*** Opening of DATASET EXCERPTS ***

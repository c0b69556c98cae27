//! Locally adaptive thresholding
//!
//! Separates specimen foreground from a plate background whose brightness
//! drifts across the frame. Each pixel is compared against the mean gray
//! value of the square box centered on it (O(1) per pixel via
//! [`IntegralImage`]): the pixel becomes foreground only when it is darker
//! than its neighborhood by the configured tolerance fraction AND darker
//! than an absolute ceiling. The ceiling keeps glare reflections out of the
//! foreground even where they are locally dark.
//!
//! Deterministic, single pass, O(W·H) time and space.

use crate::error::{FilterError, FilterResult};
use crate::integral::IntegralImage;
use wormscan_core::{BACKGROUND, FOREGROUND, PixelGrid};

/// Default box size for the local mean
pub const DEFAULT_BOX_SIZE: u32 = 15;

/// Default darkness tolerance fraction
pub const DEFAULT_TOLERANCE: f64 = 0.15;

/// Default absolute gray ceiling
pub const DEFAULT_CEILING: u8 = 230;

/// Parameters for [`adaptive_threshold`].
#[derive(Debug, Clone, Copy)]
pub struct AdaptiveThresholdOptions {
    /// Side of the square neighborhood (odd, >= 3)
    pub box_size: u32,
    /// Required darkness relative to the local mean, in (0, 1)
    pub tolerance: f64,
    /// Absolute gray ceiling; samples at or above it are never foreground
    pub ceiling: u8,
}

impl Default for AdaptiveThresholdOptions {
    fn default() -> Self {
        Self {
            box_size: DEFAULT_BOX_SIZE,
            tolerance: DEFAULT_TOLERANCE,
            ceiling: DEFAULT_CEILING,
        }
    }
}

impl AdaptiveThresholdOptions {
    pub fn with_box_size(mut self, box_size: u32) -> Self {
        self.box_size = box_size;
        self
    }

    pub fn with_tolerance(mut self, tolerance: f64) -> Self {
        self.tolerance = tolerance;
        self
    }

    pub fn with_ceiling(mut self, ceiling: u8) -> Self {
        self.ceiling = ceiling;
        self
    }

    /// Validate parameter ranges.
    pub fn validate(&self) -> FilterResult<()> {
        if self.box_size < 3 || self.box_size % 2 == 0 {
            return Err(FilterError::InvalidParameters(format!(
                "box_size must be odd and >= 3, got {}",
                self.box_size
            )));
        }
        if self.tolerance <= 0.0 || self.tolerance >= 1.0 {
            return Err(FilterError::InvalidParameters(format!(
                "tolerance must be in (0, 1), got {}",
                self.tolerance
            )));
        }
        Ok(())
    }
}

/// Convert a grayscale grid to a binary grid.
///
/// A pixel becomes [`FOREGROUND`] iff
/// `sample < local_mean * (1 - tolerance)` and `sample < ceiling`;
/// otherwise [`BACKGROUND`]. Always produces a grid of the input
/// dimensions.
pub fn adaptive_threshold(
    gray: &PixelGrid,
    options: &AdaptiveThresholdOptions,
) -> FilterResult<PixelGrid> {
    options.validate()?;

    let (width, height) = gray.dimensions();
    let integral = IntegralImage::build(gray);
    let mut binary = PixelGrid::new(width, height)?;

    let factor = 1.0 - options.tolerance;
    let out = binary.data_mut();
    for y in 0..height {
        let row = gray.row(y).unwrap_or(&[]);
        let base = y as usize * width as usize;
        for (x, &sample) in row.iter().enumerate() {
            if sample >= options.ceiling {
                continue;
            }
            let mean = integral.mean_box(x as u32, y, options.box_size);
            if (sample as f64) < mean * factor {
                out[base + x] = FOREGROUND;
            }
        }
    }

    Ok(binary)
}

*** Close of DATASET EXCERPTS ***

- [WORK ITEM] Determine how many lines of the data above contain the string "height", and give the result with nothing else.

- [RESULT OF THE TASK] 3